Phoenix
Superoito no Planeta Terra 2010

A comparação é totalmente injusta, mas digamos que seja inevitável: se show do Paul McCartney foi um fenômeno da natureza, torrente de emoções, uma choradeira infernal, os do festival Planeta Terra foram apenas… shows. Pois é. Uma história bem mais mundana. Mas, ainda assim, a ser contada aos nossos netos roqueiros.
Eu poderia escrever um texto longo sobre o assunto, mas este blog sempre perde a luta contra a minha rotina. No momento, o Festival de Brasília do Cinema Brasileiro toma quase todo o meu tempo, diariamente, das nove da manhã às duas da madrugada. Escrevo este post, por exemplo, num raro intervalo entre uma obrigação profissional e outra, de pé e suando litros.
Pensei em fazer um pequeno diário sobre a mostra de cinema, mas duvido que algum leitor do blog se importe com o evento. Este ano, resolvi pular esta parte para poupá-los do enfado e me livrar de dores de cabeça.
Numa velocidade enlouquecedora (perdoem os deslizes), aí vão pequenos comentários sobre os shows do Terra. Lembrando que só consegui acompanhar as atrações do Main Stage (o som do palco, aliás, estava perfeito).
Phoenix | 8.5 | Um show reto, econômico, quase monocromático (a começar pela iluminação, que esconde os franceses em sombras), mas com o tipo de poder concentrado que encontramos em bandas como Strokes e Arctic Monkeys. A setlist amplia o formato do disco Wolfgang Amadeus Phoenix: um trator de hits compactos interrompido por uma muralha alta chamada Love like a sunset (numa versão bem diferente daquela que está no disco, mais rock e quase nada de eletrônica). Para quem os acusa de blasé, Thomas Mars se retratou direitinho: “nadou” sobre a plateia e provou ser um vocalista mais destemido e atlético do que Mika e Kevin Barnes. Para mim, o show mais divertido da noite (mas admito: minha percepção pode ter sido influenciada pelo fato de que eu fui praticamente atropelado pelo vocalista; saudade daquela grade). Momento mágico: Lasso.

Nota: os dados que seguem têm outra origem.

use anyhow::{Context, Result};
use sqlx::sqlite::{
    SqliteConnectOptions, SqliteJournalMode, SqlitePool, SqlitePoolOptions, SqliteSynchronous,
};
use std::path::Path;
use std::str::FromStr;
use std::time::Duration;

use crate::domain::models::DatabaseConfig;

/// Database connection pool manager
///
/// Manages the `SQLite` connection pool with WAL mode enabled for better
/// concurrency. Handles connection lifecycle, migrations, and configuration.
pub struct DatabaseConnection {
    pool: SqlitePool,
}

impl DatabaseConnection {
    /// Open the conclusion store described by `config`
    ///
    /// Creates the parent directory and the database file when missing, so
    /// a fresh checkout works without a separate setup step.
    ///
    /// # Configuration
    /// - Journal mode: WAL (Write-Ahead Logging)
    /// - Synchronous: NORMAL
    /// - Foreign keys: Enabled
    /// - Busy timeout: 5 seconds
    ///
    /// # Errors
    /// Returns an error if the directory cannot be created or the pool
    /// fails to connect.
    pub async fn connect(config: &DatabaseConfig) -> Result<Self> {
        let path = Path::new(&config.path);
        if let Some(parent) = path.parent() {
            if !parent.as_os_str().is_empty() {
                std::fs::create_dir_all(parent).with_context(|| {
                    format!("failed to create database directory {}", parent.display())
                })?;
            }
        }

        let options = SqliteConnectOptions::new()
            .filename(path)
            .journal_mode(SqliteJournalMode::Wal)
            .synchronous(SqliteSynchronous::Normal)
            .foreign_keys(true)
            .busy_timeout(Duration::from_secs(5))
            .create_if_missing(true);

        let pool = SqlitePoolOptions::new()
            .min_connections(1)
            .max_connections(config.max_connections)
            .idle_timeout(Duration::from_secs(30))
            .max_lifetime(Duration::from_secs(1800))
            .acquire_timeout(Duration::from_secs(10))
            .connect_with(options)
            .await
            .context("failed to create connection pool")?;

        Ok(Self { pool })
    }

    /// Open an in-memory database with a single-connection pool
    ///
    /// A pooled `:memory:` database gives every connection its own empty
    /// store, so the pool is capped at one connection here.
    ///
    /// # Errors
    /// Returns an error if the pool fails to connect.
    pub async fn in_memory() -> Result<Self> {
        let options = SqliteConnectOptions::from_str("sqlite::memory:")
            .context("invalid in-memory database URL")?
            .foreign_keys(true);

        let pool = SqlitePoolOptions::new()
            .max_connections(1)
            .connect_with(options)
            .await
            .context("failed to create in-memory pool")?;

        Ok(Self { pool })
    }

    /// Run database migrations at startup
    ///
    /// Applies all pending migrations from the migrations/ directory.
    /// Safe to call multiple times, only applies new migrations.
    ///
    /// # Errors
    /// Returns an error if migrations fail.
    pub async fn migrate(&self) -> Result<()> {
        sqlx::migrate!("./migrations")
            .run(&self.pool)
            .await
            .context("failed to run migrations")?;
        Ok(())
    }

    /// Get a reference to the connection pool
    ///
    /// Use this to pass the pool to repository implementations.
    pub const fn pool(&self) -> &SqlitePool {
        &self.pool
    }

    /// Close the connection pool gracefully
    ///
    /// Closes all connections and waits for them to finish.
    /// Should be called during application shutdown.
    pub async fn close(&self) {
        self.pool.close().await;
    }
}
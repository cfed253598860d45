//! Persisted phase conclusions and similarity scoring.

use chrono::{DateTime, Utc};
use serde::{Deserialize, Serialize};

/// What a conclusion's content carries; selects the embedding treatment.
#[derive(Debug, Clone, Copy, PartialEq, Eq, Serialize, Deserialize)]
#[serde(rename_all = "lowercase")]
pub enum ContentKind {
    Text,
    Code,
}

impl ContentKind {
    pub const fn as_str(&self) -> &'static str {
        match self {
            Self::Text => "text",
            Self::Code => "code",
        }
    }

    #[allow(clippy::should_implement_trait)]
    pub fn from_str(s: &str) -> Option<Self> {
        match s {
            "text" => Some(Self::Text),
            "code" => Some(Self::Code),
            _ => None,
        }
    }
}

impl std::fmt::Display for ContentKind {
    fn fmt(&self, f: &mut std::fmt::Formatter<'_>) -> std::fmt::Result {
        write!(f, "{}", self.as_str())
    }
}

/// Cosine similarity between two vectors.
///
/// Returns `None` when the dimensions differ or either vector has zero
/// norm; callers skip such candidates rather than failing.
pub fn cosine_similarity(a: &[f32], b: &[f32]) -> Option<f32> {
    if a.len() != b.len() || a.is_empty() {
        return None;
    }
    let dot: f32 = a.iter().zip(b.iter()).map(|(x, y)| x * y).sum();
    let norm_a: f32 = a.iter().map(|x| x * x).sum::<f32>().sqrt();
    let norm_b: f32 = b.iter().map(|x| x * x).sum::<f32>().sqrt();
    if norm_a == 0.0 || norm_b == 0.0 {
        return None;
    }
    Some(dot / (norm_a * norm_b))
}

/// A phase conclusion ready to be written to the store, embedding included.
///
/// Records are append-only: created exactly once per concluded phase cycle,
/// never mutated, never deleted.
#[derive(Debug, Clone, PartialEq, Serialize, Deserialize)]
pub struct ConclusionRecord {
    pub phase_name: String,

    /// `"<user role><-><assistant role>"` pairing that produced the
    /// conclusion.
    pub role_pair: String,

    pub content: String,

    pub content_kind: ContentKind,

    /// Embedding of `content`; length is constant per embedding model.
    pub embedding: Vec<f32>,

    pub created_at: DateTime<Utc>,
}

impl ConclusionRecord {
    /// Create a record with an empty embedding; attach one with
    /// [`Self::with_embedding`].
    pub fn new(
        phase_name: impl Into<String>,
        role_pair: impl Into<String>,
        content: impl Into<String>,
        content_kind: ContentKind,
    ) -> Self {
        Self {
            phase_name: phase_name.into(),
            role_pair: role_pair.into(),
            content: content.into(),
            content_kind,
            embedding: Vec::new(),
            created_at: Utc::now(),
        }
    }

    /// Attach the content embedding (builder style).
    #[must_use]
    pub fn with_embedding(mut self, embedding: Vec<f32>) -> Self {
        self.embedding = embedding;
        self
    }
}

/// A conclusion as returned by a recency query: identifier, content, and
/// stored embedding.
#[derive(Debug, Clone, PartialEq)]
pub struct StoredConclusion {
    pub id: i64,
    pub content: String,
    pub embedding: Vec<f32>,
}

impl StoredConclusion {
    /// Similarity of this record's embedding against a query vector;
    /// `None` for malformed or dimension-mismatched embeddings.
    pub fn cosine_similarity(&self, query: &[f32]) -> Option<f32> {
        cosine_similarity(&self.embedding, query)
    }
}
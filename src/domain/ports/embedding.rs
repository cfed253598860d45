//! Embedding provider port for semantic vector generation.
//!
//! Defines the trait for embedding providers that convert text into
//! dense vector representations for similarity scoring.

use async_trait::async_trait;

use crate::domain::errors::PhaseResult;

/// Trait for embedding providers.
#[async_trait]
pub trait EmbeddingProvider: Send + Sync {
    /// Provider name (e.g., "openai", "null").
    fn name(&self) -> &'static str;

    /// Embedding dimension for this provider/model.
    fn dimension(&self) -> usize;

    /// Generate an embedding for a single text.
    async fn embed(&self, text: &str) -> PhaseResult<Vec<f32>>;
}
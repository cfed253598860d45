//! OpenAI-compatible API infrastructure
//!
//! HTTP adapters for the chat-completion and embedding ports:
//! - `OpenAiBackend`: chat completions with retry and rate limiting
//! - `OpenAiEmbeddingProvider`: content embeddings for memory retrieval
//! - Shared error classification, retry policy, and token bucket

pub mod client;
pub mod embeddings;
pub mod errors;
pub mod rate_limiter;
pub mod retry;
pub mod types;

pub use client::OpenAiBackend;
pub use embeddings::OpenAiEmbeddingProvider;
pub use errors::OpenAiApiError;
pub use rate_limiter::TokenBucketRateLimiter;
pub use retry::RetryPolicy;
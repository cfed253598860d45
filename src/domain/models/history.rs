//! Append-only conversation history with a windowed view.

use crate::domain::models::message::{ChatMessage, RoleKind};

/// Ordered message log for one agent.
///
/// Always begins with exactly one system message (the role's persona).
/// Mutation is append-only; windowing derives a truncated view and never
/// touches the stored sequence.
#[derive(Debug, Clone)]
pub struct ConversationHistory {
    messages: Vec<ChatMessage>,
}

impl ConversationHistory {
    /// Create a history seeded with the role's system message.
    pub fn new(system_message: ChatMessage) -> Self {
        debug_assert_eq!(system_message.role_kind, RoleKind::System);
        Self {
            messages: vec![system_message],
        }
    }

    /// The persona message at position zero.
    pub fn system_message(&self) -> &ChatMessage {
        &self.messages[0]
    }

    /// Append a message; insertion order is chronological order.
    pub fn push(&mut self, message: ChatMessage) {
        self.messages.push(message);
    }

    /// Drop everything except the system message and return the remaining
    /// messages.
    pub fn reset(&mut self) -> &[ChatMessage] {
        self.messages.truncate(1);
        &self.messages
    }

    /// All stored messages in order.
    pub fn messages(&self) -> &[ChatMessage] {
        &self.messages
    }

    pub fn len(&self) -> usize {
        self.messages.len()
    }

    /// A history always holds at least its system message.
    pub fn is_empty(&self) -> bool {
        false
    }

    /// Build the message view sent to the backend: when a window is
    /// configured and the history has outgrown it, `[system] + last(window)`;
    /// otherwise the full history. Never mutates storage.
    pub fn view(&self, window_size: Option<usize>) -> Vec<ChatMessage> {
        if let Some(window) = window_size {
            if self.messages.len() > window {
                let tail_start = self.messages.len() - window;
                let mut view = Vec::with_capacity(window + 1);
                view.push(self.messages[0].clone());
                view.extend_from_slice(&self.messages[tail_start..]);
                return view;
            }
        }
        self.messages.clone()
    }

    /// Render the full history as a reflection transcript: one
    /// `"name: content"` line block per message, double newlines inside a
    /// message collapsed to single, blocks joined by blank lines.
    pub fn transcript(&self) -> String {
        self.messages
            .iter()
            .map(|m| format!("{}: {}", m.role_name, m.content.replace("\n\n", "\n")))
            .collect::<Vec<_>>()
            .join("\n\n")
    }
}
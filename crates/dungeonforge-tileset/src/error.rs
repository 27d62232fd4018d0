use thiserror::Error;

/// Errors raised while building or querying a texture catalog.
#[derive(Error, Debug)]
pub enum TilesetError {
    /// Failed to decode an image file.
    #[error("failed to load tile image: {0}")]
    Image(#[from] image::ImageError),

    /// The sprite sheet was too small for the requested tile grid.
    #[error("invalid tileset dimensions: {0}")]
    InvalidDimensions(String),

    /// A label the compositor asked for has no entry in the catalog.
    #[error("no tile registered for label ({0}, {1})")]
    MissingTile(i32, i32),
}

/// Result type alias for tileset operations.
pub type Result<T> = std::result::Result<T, TilesetError>;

Pavement | 8 | Um flashback estranhíssimo, já que agrada totalmente ao fã (a banda toca as músicas mais conhecidas de cada disco; mais acessível do que isso, impossível) mas, ao mesmo tempo, incomoda um pouco aqueles que, como eu, amavam uma banda menos polida, menos ansiosa por agradar aos fãs. Apesar da sensação de que há algo errado com esse revival, eles estão muito mais afinados (e sóbrios!) do que eu esperava. Velhos amigos, o tempo passou. Momento mágico: Stop breathing.
Of Montreal | 8 | Teatrinho psicodélico mui perverso e hilariante: o tipo de sonho pirado que te deixa encucado no dia seguinte. Ótimo confirmar in loco que Kevin Barnes é mesmo um dos melhores performers em ação — mas o som embolado em músicas como Heimdalsgate like a promethean curse me irritou um pouco. E nada de Famine affair? Momento mágico: Bonny ain’t no kind of rider.
Mombojó | 7.5 | Cada vez melhores (e este show conseguiu superar o do Porão do Rock). Ocuparam quase 1/3 do palco, tocaram às quatro da tarde e, ainda assim, uma performance mais potente do que a de muitas bandas que vieram depois. Só uma ressalva: o clímax do show é muitíssimo superior a todo o resto. Momento mágico: Deixe-se acreditar.
Novos Paulistas | 6.5 | Uma boa estrategia para encontrar uma brecha no palco principal do Terra. E Tiê — que canta, toca piano e violão — é a musa da noite. Momento mágico: Efêmera.
Mika | 6 | Um espetáculo da Broadway condensado em 60 minutos e interpretado quase que totalmente por apenas um ator. Se o quesito principal fosse profissionalismo e técnica, o melhor show da noite. Mas me deixou a sensação de um clipe do American idol: um cantor competentíssimo se virando com um repertório medonho. Momento mágico: Billy Brown.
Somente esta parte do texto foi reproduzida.